If billions of dollars spent on security, military campaigns and troop movement were instead spent on investment and assistance for poor countries, promotion of health, combating different diseases, education and improvement of mental and physical fitness, assistance to the victims of natural disasters, creation of employment opportunities and production, development projects and poverty alleviation, establishment of peace, mediation between disputing states and distinguishing the flames of racial, ethnic and other conflicts were would the world be today? Would not your government, and people be justifiably proud? Would not your administration’s political and economic standing have been stronger? And I am most sorry to say, would there have been an ever increasing global hatred of the American governments?

No wonder the administration is downplaying the letter. It is hard to see Bush being able to answer these questions.

The letter then veers off into religious talk and appeals to the one thing he says they have in common, the way religious beliefs of Bush and Ahmadi-Nejad influence their political actions. And he is right, he does seem to have a lot in common with Bush and the religious fundamentalists in the US, even to the extent of quoting religious texts in support of public policy. For example,

We believe a return to the teachings of the divine prophets is the only road leading to salvations.

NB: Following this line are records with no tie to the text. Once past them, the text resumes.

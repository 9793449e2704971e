use chrono::{DateTime, Utc};
use serde::{Deserialize, Serialize};

use super::event::EventKind;

/// A single change to a medication's on-hand stock
///
/// The delta is stored with the event's sign already applied, so the balance
/// of a medication is always `SUM(delta_mcg)` over its adjustments.
/// Adjustments are append-only audit records; they are only ever deleted
/// while their reporting period is still open.
#[derive(Debug, Clone, PartialEq, Serialize, Deserialize)]
pub struct Adjustment {
    /// Unique identifier (UUID v7)
    pub id: String,

    /// When the stock change occurred
    pub occurred_at: DateTime<Utc>,

    /// Which catalog event caused the change
    pub event: EventKind,

    /// Code of the medication affected
    pub medication_code: String,

    /// Signed stock change in canonical micrograms
    pub delta_mcg: i64,

    /// Reporting period this adjustment belongs to
    pub reporting_period_id: i64,

    /// Optional free-text reference (incident or PCR number)
    pub reference: Option<String>,

    /// Timestamp when this adjustment was recorded
    pub created_at: DateTime<Utc>,
}

impl Adjustment {
    /// Create an adjustment from an unsigned amount, applying the event sign
    pub fn new(
        id: String,
        occurred_at: DateTime<Utc>,
        event: EventKind,
        medication_code: String,
        amount_mcg: i64,
        reporting_period_id: i64,
        reference: Option<String>,
    ) -> Self {
        Self {
            id,
            occurred_at,
            event,
            medication_code,
            delta_mcg: event.sign() * amount_mcg,
            reporting_period_id,
            reference,
            created_at: Utc::now(),
        }
    }

    /// Unsigned magnitude of the stock change
    pub fn amount_mcg(&self) -> i64 {
        self.delta_mcg.abs()
    }

    /// Check if this adjustment moves stock in
    pub fn is_inbound(&self) -> bool {
        self.delta_mcg > 0
    }
}
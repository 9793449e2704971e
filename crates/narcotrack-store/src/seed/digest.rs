//! Seed digest canonicalization
//!
//! Computes stable SHA256 digests of seeds for reproducibility. Amounts are
//! canonicalized to integer micrograms so the digest is independent of the
//! unit a value was written in.

#![allow(clippy::result_large_err)]

use crate::errors::Result;
use crate::seed::format_v0::SeedV0;
use narcotrack_core::conversion;
use serde::Serialize;
use sha2::{Digest, Sha256};

/// Canonical representation of a seed for digest calculation
#[derive(Debug, Clone, Serialize)]
struct CanonicalSeed {
    schema_version: u32,
    agency_name: String,
    medications: Vec<CanonicalMedication>,
    opening_stock: Vec<CanonicalStock>,
}

#[derive(Debug, Clone, Serialize, PartialEq, Eq, PartialOrd, Ord)]
struct CanonicalMedication {
    code: String,
    name: String,
    container_amount_mcg: i64,
    preferred_unit: String,
    fill_volume_tenths_ml: i64,
}

#[derive(Debug, Clone, Serialize, PartialEq, Eq, PartialOrd, Ord)]
struct CanonicalStock {
    medication: String,
    amount_mcg: i64,
    reference: Option<String>,
}

/// Compute a stable digest for a validated seed
///
/// Returns a SHA256 hex digest of the canonicalized seed representation
pub fn compute_seed_digest(seed: &SeedV0) -> Result<String> {
    let canonical = canonicalize_seed(seed)?;

    // Serialize to JSON; struct field order is fixed, entries are sorted
    let json = serde_json::to_string(&canonical).expect("canonical seed serialization");

    let mut hasher = Sha256::new();
    hasher.update(json.as_bytes());
    let result = hasher.finalize();

    Ok(hex::encode(result))
}

/// Canonicalize a seed for deterministic digest calculation
fn canonicalize_seed(seed: &SeedV0) -> Result<CanonicalSeed> {
    let mut medications = Vec::with_capacity(seed.medications.len());
    for medication in &seed.medications {
        medications.push(CanonicalMedication {
            code: medication.code.clone(),
            name: medication.name.clone(),
            container_amount_mcg: conversion::to_canonical(
                medication.container_amount,
                medication.unit,
            )?,
            preferred_unit: medication.unit.as_str().to_string(),
            fill_volume_tenths_ml: (medication.fill_volume_ml * 10.0).round() as i64,
        });
    }
    medications.sort();

    let mut opening_stock = Vec::with_capacity(seed.opening_stock.len());
    for stock in &seed.opening_stock {
        opening_stock.push(CanonicalStock {
            medication: stock.medication.clone(),
            amount_mcg: conversion::to_canonical(stock.amount, stock.unit)?,
            reference: stock.reference.clone(),
        });
    }
    opening_stock.sort();

    Ok(CanonicalSeed {
        schema_version: seed.schema_version,
        agency_name: seed.agency.name.clone(),
        medications,
        opening_stock,
    })
}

I have been told that Your Excellency follows the teachings of Jesus (PBUH), and 
believes in the divine promise of the rule of the righteous on Earth.

We also believe that Jesus Christ (PBUH) was one of the great prophets of the Almighty. He 
has been repeatedly praised in the Koran. Jesus (PBUH) has been quoted in Koran as well; [19,36] And surely Allah is my Lord and your Lord, therefore serves Him; this is the right
 path, Marium.

(Note: PBUH stands for Peace Be Upon Him, and is used by devout Muslims whenever they refer to a revered figure. I don’t know what ‘Marium’ means but it is also probably some religious convention.)

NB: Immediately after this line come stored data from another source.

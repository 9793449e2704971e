//! Embedded SQL migrations
//!
//! Migrations are embedded at compile time using include_str!

/// Migration metadata
pub struct Migration {
    pub id: &'static str,
    pub sql: &'static str,
}

/// Get all embedded migrations in order
pub fn get_migrations() -> Vec<Migration> {
    vec![
        Migration {
            id: "001_initial_schema",
            sql: include_str!("../../migrations/001_initial_schema.sql"),
        },
        Migration {
            id: "002_provenance_events",
            sql: include_str!("../../migrations/002_provenance_events.sql"),
        },
    ]
}
//! Database connection management
//!
//! Provides utilities for opening and configuring SQLite connections

#![allow(clippy::result_large_err)]

use crate::errors::{from_rusqlite, Result};
use rusqlite::Connection;
use std::path::Path;

/// Open a SQLite database at the given path
pub fn open<P: AsRef<Path>>(path: P) -> Result<Connection> {
    Connection::open(path).map_err(from_rusqlite)
}

/// Open an in-memory SQLite database (for testing)
pub fn open_in_memory() -> Result<Connection> {
    Connection::open_in_memory().map_err(from_rusqlite)
}

/// Configure a connection with the settings the store relies on
pub fn configure(conn: &Connection) -> Result<()> {
    // Foreign keys enforce audit retention (adjustments pin medications)
    conn.pragma_update(None, "foreign_keys", true)
        .map_err(from_rusqlite)?;

    // WAL mode for better concurrency (the pragma reports the mode back;
    // in-memory databases stay on "memory")
    conn.pragma_update_and_check(None, "journal_mode", "WAL", |row| {
        row.get::<_, String>(0)
    })
    .map_err(from_rusqlite)?;

    Ok(())
}

#[cfg(test)]
mod tests {
    use super::*;

    #[test]
    fn test_open_in_memory_and_configure() {
        let conn = open_in_memory().unwrap();
        configure(&conn).unwrap();

        let fk: i64 = conn
            .query_row("PRAGMA foreign_keys", [], |row| row.get(0))
            .unwrap();
        assert_eq!(fk, 1);
    }

    #[test]
    fn test_open_unreachable_path_fails() {
        let result = open("/nonexistent-dir/inventory.db");
        assert!(result.is_err());
    }
}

Ahmadi-Nejad even throws in some oblique allusions to the Rapture, speaking of the “belief in the Last Day,” and continues:

The day will come when all humans will congregate before the court of the Almighty, so that
 their deeds are examined. The good will be directed towards Haven and evildoers will meet
 divine retribution.

He even shares Bush’s disdain for the trappings of liberalism and western style democracy, and enthusiastically trumpets the advantages of a theocratic state:

Liberalism and Western style democracy have not been able to help realize the ideals of
 humanity. Today these two concepts have failed. Those with insight can already hear the
 sounds of the shattering and fall of the ideology and thoughts of the liberal democratic
 systems. We increasingly see that people around the world are flocking towards a main focal point -
that is the Almighty God.

(The slight difference between Bush and Ahmadi-Nejad is that Bush still pays lip-service to democracy while undermining it with actions that reflect his belief that he is above the law and can thumb his nose at the courts and the US constitution.)

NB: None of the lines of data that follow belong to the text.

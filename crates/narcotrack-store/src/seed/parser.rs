//! Seed parser with validation
//!
//! Parses YAML and validates schema version, code uniqueness, amounts, and
//! that opening stock references a medication from the seed or the database

#![allow(clippy::result_large_err)]

use crate::errors::{seed_validation, Result};
use crate::seed::format_v0::SeedV0;
use narcotrack_core::{conversion, rules};
use rusqlite::Connection;
use std::collections::HashSet;
use std::fs;
use std::path::Path;

/// Parse a seed file from a path
pub fn parse_seed_file(path: &Path) -> Result<SeedV0> {
    parse_seed_file_with_db(path, None)
}

/// Parse a seed file from a path with optional database context for
/// cross-seed stock references
pub fn parse_seed_file_with_db(path: &Path, conn: Option<&Connection>) -> Result<SeedV0> {
    let content = fs::read_to_string(path)
        .map_err(|e| seed_validation(&format!("Failed to read seed file: {}", e)))?;

    parse_seed_str_with_db(&content, conn)
}

/// Parse a seed from a string
pub fn parse_seed_str(content: &str) -> Result<SeedV0> {
    parse_seed_str_with_db(content, None)
}

/// Parse a seed from a string with optional database context
pub fn parse_seed_str_with_db(content: &str, conn: Option<&Connection>) -> Result<SeedV0> {
    let seed: SeedV0 = serde_yaml::from_str(content)
        .map_err(|e| seed_validation(&format!("YAML parse error: {}", e)))?;

    validate_seed(&seed, conn)?;

    Ok(seed)
}

/// Validate a parsed seed
fn validate_seed(seed: &SeedV0, conn: Option<&Connection>) -> Result<()> {
    if seed.schema_version != 0 {
        return Err(seed_validation(&format!(
            "Unsupported schema_version: {}. Expected 0",
            seed.schema_version
        )));
    }

    if seed.agency.name.trim().is_empty() {
        return Err(seed_validation("Agency name cannot be empty"));
    }

    // Validate medications and code uniqueness
    let mut codes = HashSet::new();
    for medication in &seed.medications {
        rules::validate_medication_code(&medication.code)
            .map_err(|e| seed_validation(&e.to_string()))?;
        rules::validate_display_name(&medication.name)
            .map_err(|e| seed_validation(&e.to_string()))?;

        if !codes.insert(&medication.code) {
            return Err(seed_validation(&format!(
                "Duplicate medication code: {}",
                medication.code
            )));
        }

        conversion::to_canonical(medication.container_amount, medication.unit)
            .map_err(|e| seed_validation(&e.to_string()))?;
        if medication.container_amount <= 0.0 {
            return Err(seed_validation(&format!(
                "Container amount for {} must be positive",
                medication.code
            )));
        }
        if !medication.fill_volume_ml.is_finite() || medication.fill_volume_ml <= 0.0 {
            return Err(seed_validation(&format!(
                "Fill volume for {} must be positive",
                medication.code
            )));
        }
    }

    // Validate opening stock references and amounts
    for stock in &seed.opening_stock {
        if !codes.contains(&stock.medication) {
            let in_db = conn
                .map(|conn| {
                    conn.query_row(
                        "SELECT 1 FROM medications WHERE code = ?1",
                        [&stock.medication],
                        |_| Ok(true),
                    )
                    .unwrap_or(false)
                })
                .unwrap_or(false);

            if !in_db {
                return Err(seed_validation(&format!(
                    "Opening stock references unknown medication: {}",
                    stock.medication
                )));
            }
        }

        if stock.amount <= 0.0 {
            return Err(seed_validation(&format!(
                "Opening stock amount for {} must be positive",
                stock.medication
            )));
        }
        conversion::to_canonical(stock.amount, stock.unit)
            .map_err(|e| seed_validation(&e.to_string()))?;
    }

    Ok(())
}

#[cfg(test)]
mod tests {
    use super::*;

    const VALID_SEED: &str = r#"
schema_version: 0
agency:
  name: Example VAC
medications:
  - code: fentanyl
    name: "Fentanyl citrate"
    container_amount: 100
    unit: mcg
    fill_volume_ml: 2.0
opening_stock:
  - medication: fentanyl
    amount: 500
    unit: mcg
"#;

    #[test]
    fn test_parse_valid_seed() {
        let result = parse_seed_str(VALID_SEED);
        assert!(result.is_ok());
    }

    #[test]
    fn test_reject_invalid_schema_version() {
        let yaml = r#"
schema_version: 99
agency:
  name: Example VAC
medications: []
"#;

        let err = parse_seed_str(yaml).unwrap_err();
        assert!(err.to_string().contains("schema_version"));
    }

    #[test]
    fn test_reject_duplicate_code() {
        let yaml = r#"
schema_version: 0
agency:
  name: Example VAC
medications:
  - code: fentanyl
    name: "Fentanyl citrate"
    container_amount: 100
    unit: mcg
    fill_volume_ml: 2.0
  - code: fentanyl
    name: "Fentanyl again"
    container_amount: 100
    unit: mcg
    fill_volume_ml: 2.0
"#;

        let err = parse_seed_str(yaml).unwrap_err();
        assert!(err.to_string().contains("Duplicate medication code"));
    }

    #[test]
    fn test_reject_unknown_stock_reference() {
        let yaml = r#"
schema_version: 0
agency:
  name: Example VAC
medications: []
opening_stock:
  - medication: fentanyl
    amount: 500
    unit: mcg
"#;

        let err = parse_seed_str(yaml).unwrap_err();
        assert!(err.to_string().contains("unknown medication"));
    }

    #[test]
    fn test_stock_reference_resolved_from_db() {
        let yaml = r#"
schema_version: 0
agency:
  name: Example VAC
medications: []
opening_stock:
  - medication: fentanyl
    amount: 500
    unit: mcg
"#;

        let mut conn = rusqlite::Connection::open_in_memory().unwrap();
        crate::migrations::apply_migrations(&mut conn).unwrap();
        let med = narcotrack_core::Medication::new(
            "fentanyl".to_string(),
            "Fentanyl citrate".to_string(),
            100,
            narcotrack_core::Unit::Mcg,
            2.0,
        );
        crate::repo::SqliteRepo::persist_medication(&conn, &med).unwrap();

        let result = parse_seed_str_with_db(yaml, Some(&conn));
        assert!(result.is_ok());
    }

    #[test]
    fn test_reject_negative_amounts() {
        let yaml = r#"
schema_version: 0
agency:
  name: Example VAC
medications:
  - code: fentanyl
    name: "Fentanyl citrate"
    container_amount: -100
    unit: mcg
    fill_volume_ml: 2.0
"#;

        assert!(parse_seed_str(yaml).is_err());
    }
}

It is not comforting to think that issues of war and peace are being determined by two leaders who think that liberal democracy is useless, and use religious texts as a source of their policy decision-making.

Read James Wolcott and Justin Raimondo for what the media here left out in their reporting of the Iranian leader’s letter.

And if you have the time, check out the Iranian President’s official website which has a nice Photoshopped picture of him writing a letter at his desk, while in the same room in the corner Bush is seated in a chair thoughtfully reading the letter. Which immediately raised the thought in my mind: Did Bush actually read the letter? Or did some aide give him a one-paragraph summary or a set of bullet points?

POST SCRIPT: Traveling

For the next two or three weeks I will be traveling to Australia and New Zealand to visit family, friends, and the occasional kangaroo, koala bear, and kiwi.

My access to a computer will be somewhat erratic during these days and I will be unable to post any original material. As a result, until my return I will be re-running some of my favorite posts from the very early days of this blog, which may be original for those who started visiting here later.